Companies “use radio frequency identification workplace access cards to do more than just open doors,” generating privacy concerns, according to a new Rand Corp. study.
The data gleaned from the cards is sometimes linked to human resources records or medical records, but employers don’t necessarily disclose that to workers, according to the study of six companies of at least 1,500 employees each by Rand’s Edward Balkovich, Tora K. Bikson, and Gordon Bitko.
Companies can monitor such things as whether employees misreport their hours. Even though radio tags “make it possible to observe the movements of any employee all the time,” the Rand report says, “none of the companies (studied) communicates to their employees that data collected with access cards are used for more than simply controlling locks.”
Balkovich says that he found a range of behaviors in the study. Some companies reviewed access records to find out if employees were actually reporting their hours correctly, in the case of a dispute. In other situations, the records were reviewed to determine who might be a suspect in a theft case.
Balkovich says that although storing and accessing information about employees’ whereabouts is not necessarily illegal or inappropriate, companies ought to establish some consistency in their policies and put them in writing. “It benefits the corporation to have thought this through in advance,” he says. “You don’t want to make up policy on the fly.” If companies don’t have these polices written down, he says, and a law enforcement officer asks for data in a crunch, the manager may not know how to handle the request.
On top of that, turnover on a company’s staff may mean that the policy changes over time if it’s not communicated to new managers and employees.
“You ought to make your employees aware of what they’re doing with the information,” Balkovich says. “This really stands out in contrast to what people have reported about the policies about monitoring e-mail or telephones. They’re not aware they’re monitored with these access control cards.”

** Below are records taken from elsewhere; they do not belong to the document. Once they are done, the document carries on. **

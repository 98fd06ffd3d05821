//! Procedural Noise Module
//!
//! Seedable gradient noise used for heightmaps and scenery placement.
//! All lattice math runs in `f64`: the landscape output doubles as a
//! regression target, so results must be identical run to run and across
//! machines with IEEE-754 doubles.
//!
//! The generator is built around a 256-entry permutation table shuffled by
//! a sin-based hash, plus a table of 256 precomputed gradient directions.
//! Fractal sums combine octaves under one of five [`NoiseStyle`] policies,
//! which produce visibly different terrain (rolling hills, ridged rock,
//! carved paths).

use glam::DVec3;
use std::f64::consts::TAU;

/// Entries in the permutation table (duplicated to 512 to skip wrap checks).
const TABLE_SIZE: usize = 256;

/// Deterministic scalar hash in (-1, 1).
///
/// Not a uniform RNG - a repeatable mixing function. The constants match the
/// classic shader one-liner and must not change: the permutation shuffle and
/// therefore every generated level depends on them.
pub fn random_number(seed: f64) -> f64 {
    ((seed * 127.1 + 311.7).sin() * 43758.5453).fract()
}

/// Octave combination policy for [`NoiseField::fractal`].
#[derive(Debug, Clone, Copy, PartialEq, Eq, serde::Serialize, serde::Deserialize)]
pub enum NoiseStyle {
    /// Plain octave sum - rolling terrain.
    Fractal,
    /// Sum of absolute values - billowy, rocky.
    Turbulent,
    /// Subtract absolute values - creased valleys.
    Edge,
    /// Last octave wins - soft isolated blobs.
    Blobs,
    /// Absolute value of the last octave - thin bright ridges, used for paths.
    Lines,
}

/// Seeded gradient-noise generator.
///
/// Holds the shuffled permutation table and the gradient direction table.
/// Immutable after construction; one field is shared by every consumer of a
/// level's randomness (terrain, paths, scatter) so a single seed fully
/// determines the level.
pub struct NoiseField {
    /// Permutation of 0..=255, stored twice over so `perm[a + b]` never
    /// needs an explicit wrap for `a, b <= 255`.
    perm: [usize; TABLE_SIZE * 2],
    /// 256 unit directions at angles `i * 2pi / 256`, used as
    /// (cos, sin, cos) triples. The z component reuses cos; the original
    /// engine shipped this way and the terrain is tuned around it.
    directions: [DVec3; TABLE_SIZE],
}

impl NoiseField {
    /// Build a noise field from a seed.
    ///
    /// The permutation table is a Fisher-Yates shuffle of `[0, 255]` driven
    /// by [`random_number`], reseeding from the last draw after every swap.
    /// The whole sequence is therefore a pure function of `seed`.
    pub fn from_seed(seed: f64) -> Self {
        let mut table: [usize; TABLE_SIZE] = std::array::from_fn(|i| i);

        let mut draw = seed;
        for i in (1..TABLE_SIZE).rev() {
            draw = random_number(draw);
            // |draw| < 1, so the target index is always in [0, i]
            let j = (draw.abs() * (i as f64 + 1.0)) as usize;
            table.swap(i, j);
        }

        let perm = std::array::from_fn(|i| table[i % TABLE_SIZE]);

        let directions = std::array::from_fn(|i| {
            let angle = i as f64 * TAU / TABLE_SIZE as f64;
            DVec3::new(angle.cos(), angle.sin(), angle.cos())
        });

        Self { perm, directions }
    }

    /// Pick a gradient direction for a lattice corner.
    ///
    /// Triple-hashes the integer coordinates, each wrapped to `period`,
    /// through the permutation table. `period` is the lattice repeat length;
    /// values above 256 alias back into the table.
    fn corner_direction(&self, x: i64, y: i64, z: i64, period: i64) -> DVec3 {
        let xi = x.rem_euclid(period) as usize % TABLE_SIZE;
        let yi = y.rem_euclid(period) as usize % TABLE_SIZE;
        let zi = z.rem_euclid(period) as usize % TABLE_SIZE;
        self.directions[self.perm[self.perm[self.perm[xi] + yi] + zi]]
    }

    /// 3D gradient noise at `position`, repeating every `period` lattice
    /// cells.
    ///
    /// Sums the eight surflets of the surrounding unit cube: each corner
    /// contributes its gradient dot the offset vector, attenuated by the
    /// quintic falloff on each axis.
    pub fn noise(&self, position: DVec3, period: i64) -> f64 {
        let period = period.max(1);
        let base = position.floor();
        let (x0, y0, z0) = (base.x as i64, base.y as i64, base.z as i64);

        let mut total = 0.0;
        for corner in 0..8i64 {
            let cx = x0 + (corner & 1);
            let cy = y0 + ((corner >> 1) & 1);
            let cz = z0 + ((corner >> 2) & 1);

            let offset = position - DVec3::new(cx as f64, cy as f64, cz as f64);
            let direction = self.corner_direction(cx, cy, cz, period);

            total += falloff(offset.x.abs())
                * falloff(offset.y.abs())
                * falloff(offset.z.abs())
                * offset.dot(direction);
        }
        total
    }

    /// Fractal Brownian motion: `octaves` noise layers, each at double the
    /// frequency and half the amplitude of the last, combined per `style`.
    pub fn fractal(&self, position: DVec3, period: i64, octaves: u32, style: NoiseStyle) -> f64 {
        let mut total = 0.0;
        for octave in 0..octaves {
            let amplitude = 0.5f64.powi(octave as i32);
            let lacunarity = (1i64 << octave) as f64;
            let layer = amplitude * self.noise(position * lacunarity, period << octave);

            total = match style {
                NoiseStyle::Fractal => total + layer,
                NoiseStyle::Turbulent => total + layer.abs(),
                NoiseStyle::Edge => total - layer.abs(),
                NoiseStyle::Blobs => layer,
                NoiseStyle::Lines => layer.abs(),
            };
        }
        total
    }

    /// Evaluate a `size * size` grid of fractal noise, indexed `y * size + x`
    /// and scaled by `scale`.
    ///
    /// The lattice period is `size * frequency` (rounded, min 1) so the
    /// field tiles exactly across the grid - border cells blend seamlessly
    /// after the level assembler raises them.
    pub fn landscape(
        &self,
        size: usize,
        frequency: f64,
        octaves: u32,
        style: NoiseStyle,
        scale: f64,
    ) -> Vec<f32> {
        let period = ((size as f64 * frequency).round() as i64).max(1);
        let mut values = Vec::with_capacity(size * size);
        for y in 0..size {
            for x in 0..size {
                let position = DVec3::new(x as f64 * frequency, y as f64 * frequency, 0.0);
                values.push((self.fractal(position, period, octaves, style) * scale) as f32);
            }
        }
        values
    }
}

/// Quintic surflet falloff on the absolute axis distance.
///
/// `1 - 6d^5 + 15d^4 - 10d^3`: equals 1 at the corner, 0 at distance 1,
/// with zero first and second derivatives at both ends.
fn falloff(d: f64) -> f64 {
    1.0 - 6.0 * d.powi(5) + 15.0 * d.powi(4) - 10.0 * d.powi(3)
}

Bill Larkin, vice president of workforce management solutions for Kronos, says that radio frequency identification tags can indeed by intrusive. But, he says, they sometimes work in favor of employees by crediting them with hours worked that they may not have written down in a manual system. Employers need to let employees know how the records are being stored and used, he says. “Most of the good companies that roll out any of these workforce management solutions start communicating with employees way before the solutions take effect.”